Intel Receives $8.5B Grant to Ramp Up Chip Production

March 25, 2024 by Jake Hertz

The U.S. CHIPS Act is starting to materialize with a large sum of money going Intel’s way.

In July 2022, Congress passed the CHIPS Act to bolster the U.S. market presence in the semiconductor industry through strategic investments in research, development, and manufacturing. 


Biden and Gelsinger

U.S. President Joe Biden (right) and Intel CEO Pat Gelsinger (left). 

Intel, the largest developer and manufacturer of advanced semiconductor technology in the U.S., has announced that it has reached preliminary terms with the U.S. government to receive an $8.5B grant. This allocation of funds is the largest public investment in the U.S. semiconductor sector in history.


How Intel Plans to Use the Funding

According to Intel, the funds are earmarked for enhancing semiconductor manufacturing capabilities and research and development across Intel’s sites in Arizona, New Mexico, Ohio, and Oregon. 

In Arizona, Intel is investing over $32B to build two new fabs and modernize its existing Fab 32 to increase the output capacity of its 18A process. According to the company, this investment will indirectly support 3,000 new Intel jobs, 6,000 construction jobs, and thousands of other jobs.
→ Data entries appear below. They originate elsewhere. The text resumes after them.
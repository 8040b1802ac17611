//! End-to-end pipeline: case -> seeds -> adjustments -> model -> solve ->
//! CSV export, for the single-system and multi-area drivers.

use std::collections::{BTreeMap, HashMap};

use vvo_algo::{
    run_area_study, run_study, AreaSpec, LineFlow, LoadProfile, MinlpBackend, MinlpSolution,
    ModelConfig, ObjectiveWeights, OperatingPoint, ScriptedOperatingPoints, ScriptedWardReducer,
    SeedPointBackend, SolveStatus, SolverError, SolverOptions, SystemPreset, VvoProblem,
    WardEquivalent, WardInjection,
};
use vvo_core::{
    Bus, BusId, CaseFile, ExtGrid, ExtGridId, Gen, GenId, Line, LineId, Load, LoadId, Network,
    Period, Trafo, TrafoId,
};

const T: usize = 2;

fn test_case() -> CaseFile {
    CaseFile {
        sn_mva: 100.0,
        buses: (0..3)
            .map(|i| Bus {
                id: BusId::new(i),
                name: format!("b{i}"),
                vn_kv: 230.0,
                ..Bus::default()
            })
            .collect(),
        lines: vec![
            Line {
                id: LineId::new(0),
                from_bus: BusId::new(0),
                to_bus: BusId::new(1),
                r_ohm_per_km: 0.02,
                x_ohm_per_km: 0.08,
                length_km: 10.0,
                max_i_ka: 0.6,
                ..Line::default()
            },
            Line {
                id: LineId::new(1),
                from_bus: BusId::new(1),
                to_bus: BusId::new(2),
                r_ohm_per_km: 0.03,
                x_ohm_per_km: 0.11,
                length_km: 8.0,
                max_i_ka: 0.5,
                ..Line::default()
            },
        ],
        gens: vec![Gen {
            id: GenId::new(0),
            bus: BusId::new(0),
            min_p_mw: 0.0,
            max_p_mw: 200.0,
            min_q_mvar: -80.0,
            max_q_mvar: 80.0,
            ..Gen::default()
        }],
        ext_grids: vec![ExtGrid {
            id: ExtGridId::new(0),
            bus: BusId::new(2),
            ..ExtGrid::default()
        }],
        loads: vec![Load {
            id: LoadId::new(0),
            bus: BusId::new(1),
            p_mw: 60.0,
            q_mvar: 20.0,
            ..Load::default()
        }],
        trafos: vec![Trafo {
            id: TrafoId::new(0),
            hv_bus: BusId::new(1),
            lv_bus: BusId::new(2),
            ..Trafo::default()
        }],
    }
}

fn test_network() -> Network {
    test_case().into_network().unwrap()
}

fn scripted_source() -> ScriptedOperatingPoints {
    let mut source = ScriptedOperatingPoints::new();
    for t in 1..=T {
        let f = 1.0 + 0.03 * t as f64;
        let mut op = OperatingPoint::default();
        op.bus_vm.insert(BusId::new(0), 1.02);
        op.bus_vm.insert(BusId::new(1), 0.98);
        op.bus_vm.insert(BusId::new(2), 1.00);
        op.bus_va_rad.insert(BusId::new(0), 0.0);
        op.bus_va_rad.insert(BusId::new(1), -0.02 * f);
        op.bus_va_rad.insert(BusId::new(2), -0.04 * f);
        op.line_flow.insert(
            LineId::new(0),
            LineFlow {
                p_from: 0.40 * f,
                q_from: 0.10 * f,
                p_to: -0.39 * f,
                q_to: -0.09 * f,
            },
        );
        op.line_flow.insert(
            LineId::new(1),
            LineFlow {
                p_from: -0.21 * f,
                q_from: -0.06 * f,
                p_to: 0.22 * f,
                q_to: 0.07 * f,
            },
        );
        op.gen_p.insert(GenId::new(0), 0.40 * f);
        op.gen_q.insert(GenId::new(0), 0.10 * f);
        op.slack_p.insert(ExtGridId::new(0), 0.22 * f);
        op.slack_q.insert(ExtGridId::new(0), 0.07 * f);
        op.load_p.insert(LoadId::new(0), 0.60 * f);
        op.load_q.insert(LoadId::new(0), 0.20 * f);
        source.insert(Period::new(t), op);
    }
    source
}

fn test_preset() -> SystemPreset {
    SystemPreset {
        name: "testsys".to_string(),
        shunt_buses: vec![BusId::new(1)],
        pilot_buses: vec![BusId::new(0), BusId::new(1), BusId::new(2)],
        areas: vec![AreaSpec {
            name: "A1".to_string(),
            border: vec![BusId::new(0), BusId::new(2)],
            internal: vec![BusId::new(1)],
        }],
        weights: ObjectiveWeights::default(),
        profile: LoadProfile::day_curve(0.75),
        area_multiplier: 1.15,
        epsilon: 1e-8,
        reactive_abs_tolerance: false,
        apparent_headroom: 1.2,
    }
}

fn test_cfg() -> ModelConfig {
    ModelConfig {
        horizon: T,
        ..ModelConfig::default()
    }
}

#[test]
fn full_pipeline_exports_every_family() {
    let net = test_network();
    let preset = test_preset();
    let source = scripted_source();
    let backend = SeedPointBackend::default();
    let tmp = tempfile::tempdir().unwrap();

    let outcome = run_study(
        &net,
        &preset,
        test_cfg(),
        &source,
        &backend,
        &SolverOptions::default(),
        Some(tmp.path()),
    )
    .unwrap();

    assert_eq!(outcome.status, SolveStatus::Optimal);
    assert!(outcome.objective.is_some());
    assert_eq!(outcome.n_periods, T);
    assert!(!outcome.exported.is_empty());

    let dir = tmp.path().join("testsys");
    for family in ["v_bus", "theta_bus", "p_line_ij", "q_line_ji", "p_gen", "shunt_step"] {
        let path = dir.join(format!("{family}_res.csv"));
        assert!(path.exists(), "missing {family} result file");
        let text = std::fs::read_to_string(&path).unwrap();
        assert!(text.starts_with("Var,Value"), "{family}: bad header");
        assert!(text.lines().count() > 1, "{family}: no rows");
    }
    for family in ["pd", "qd", "v_bus", "p_slack"] {
        let path = dir.join(format!("{family}_init.csv"));
        assert!(path.exists(), "missing {family} init file");
    }
}

#[test]
fn v_bus_rows_are_keyed_bus_comma_period() {
    let net = test_network();
    let preset = test_preset();
    let source = scripted_source();
    let backend = SeedPointBackend::default();
    let tmp = tempfile::tempdir().unwrap();

    run_study(
        &net,
        &preset,
        test_cfg(),
        &source,
        &backend,
        &SolverOptions::default(),
        Some(tmp.path()),
    )
    .unwrap();

    let text =
        std::fs::read_to_string(tmp.path().join("testsys").join("v_bus_res.csv")).unwrap();
    // 3 buses x 2 periods + header
    assert_eq!(text.lines().count(), 1 + 3 * T);
    assert!(text.contains("\"0,1\""), "expected composite key quoting");
}

struct StalledBackend;

impl MinlpBackend for StalledBackend {
    fn name(&self) -> &str {
        "stalled"
    }

    fn solve(
        &self,
        problem: &VvoProblem,
        _options: &SolverOptions,
    ) -> Result<MinlpSolution, SolverError> {
        Ok(MinlpSolution {
            status: SolveStatus::IterationLimit,
            objective: f64::NAN,
            values: problem.initial_point(),
            iterations: 1000,
        })
    }
}

#[test]
fn failed_solve_skips_export_and_reports_status() {
    let net = test_network();
    let preset = test_preset();
    let source = scripted_source();
    let tmp = tempfile::tempdir().unwrap();

    let outcome = run_study(
        &net,
        &preset,
        test_cfg(),
        &source,
        &StalledBackend,
        &SolverOptions::default(),
        Some(tmp.path()),
    )
    .unwrap();

    assert_eq!(outcome.status, SolveStatus::IterationLimit);
    assert!(outcome.objective.is_none());
    assert!(outcome.exported.is_empty());
    assert!(!tmp.path().join("testsys").join("v_bus_res.csv").exists());
}

#[test]
fn missing_operating_point_period_fails_the_study() {
    let net = test_network();
    let preset = test_preset();
    let mut source = scripted_source();
    source.points.remove(&Period::new(2));
    let backend = SeedPointBackend::default();

    let result = run_study(
        &net,
        &preset,
        test_cfg(),
        &source,
        &backend,
        &SolverOptions::default(),
        None,
    );
    assert!(result.is_err());
}

#[test]
fn area_study_runs_with_ward_injections() {
    let preset = test_preset();
    let backend = SeedPointBackend::default();
    let tmp = tempfile::tempdir().unwrap();

    // The reduced case for A1 is the full case here; what matters is the
    // ward injections entering the balances and the adjustments alike.
    let mut reducer = ScriptedWardReducer::new();
    reducer.cases.insert("A1".to_string(), test_case());
    let mut per_period = BTreeMap::new();
    for t in 1..=T {
        let mut eq = WardEquivalent::default();
        eq.injections
            .insert(BusId::new(0), WardInjection { p: 0.05, q: 0.01 });
        eq.injections
            .insert(BusId::new(2), WardInjection { p: -0.03, q: 0.02 });
        per_period.insert(Period::new(t), eq);
    }
    reducer.injections.insert("A1".to_string(), per_period);

    let mut sources: HashMap<String, ScriptedOperatingPoints> = HashMap::new();
    sources.insert("A1".to_string(), scripted_source());

    let outcomes = run_area_study(
        &preset,
        test_cfg(),
        &sources,
        &reducer,
        &backend,
        &SolverOptions::default(),
        Some(tmp.path()),
    )
    .unwrap();

    assert_eq!(outcomes.len(), 1);
    let (area, outcome) = &outcomes[0];
    assert_eq!(area, "A1");
    assert_eq!(outcome.status, SolveStatus::Optimal);

    let path = tmp.path().join("testsys").join("v_bus_area_A1_res.csv");
    assert!(path.exists(), "area-infixed result file expected");
}

#[test]
fn scaled_periods_keep_voltages_in_a_bounded_band() {
    // Adapter sanity: across the scaled hours, the recorded voltage
    // magnitudes stay within a bounded deviation of the first hour. A
    // replay whose voltages wander outside the band would poison the
    // adjustments.
    use vvo_algo::OperatingPointSource;

    let preset = test_preset();
    let source = scripted_source();
    let base = source
        .operating_point(Period::new(1), preset.profile.scale(Period::new(1)).unwrap())
        .unwrap();
    for t in 2..=T {
        let scale = preset.profile.scale(Period::new(t)).unwrap();
        let op = source.operating_point(Period::new(t), scale).unwrap();
        for (bus, vm) in &op.bus_vm {
            let dv = (vm - base.bus_vm[bus]).abs();
            assert!(dv < 0.1, "bus {bus} voltage drifted {dv} at hour {t}");
        }
    }
}

#[test]
fn area_study_without_areas_is_rejected() {
    let mut preset = test_preset();
    preset.areas.clear();
    let sources: HashMap<String, ScriptedOperatingPoints> = HashMap::new();
    let reducer = ScriptedWardReducer::new();
    let backend = SeedPointBackend::default();

    let result = run_area_study(
        &preset,
        test_cfg(),
        &sources,
        &reducer,
        &backend,
        &SolverOptions::default(),
        None,
    );
    assert!(matches!(result, Err(vvo_algo::StudyError::NoAreas(_))));
}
In New Mexico, Intel will invest $4B to improve its manufacturing operations of advanced packaging technologies, including Foveros, Intel’s 3D packaging technology. This investment will indirectly add 700 new Intel jobs, 3,000 construction jobs, and 3,500 other jobs.


Intel executives and members of the Biden administration

Intel executives and members of the Biden administration. 

In Ohio, Intel will build two new chip factories at a cost of $28B. Intel claims these new factories will produce the most advanced semiconductor processors in the U.S. and provide extra capacity to Intel Foundry customers for domestic chip production. These investments are expected to add 3,000 Intel jobs and 7,000 construction jobs and contribute $2.8B to Ohio’s annual GDP.

Finally, in Oregon, Intel plans to invest over $36B in expanding and modernizing its technology development facilities. This includes developing 18A and 14A nodes using the “world’s first” high-numerical-aperture extreme ultraviolet (High-NA EUV) lighting tools. Major technologies developed in Oregon will include PowerVia backside power, quantum computing, and liquid cooling advancements.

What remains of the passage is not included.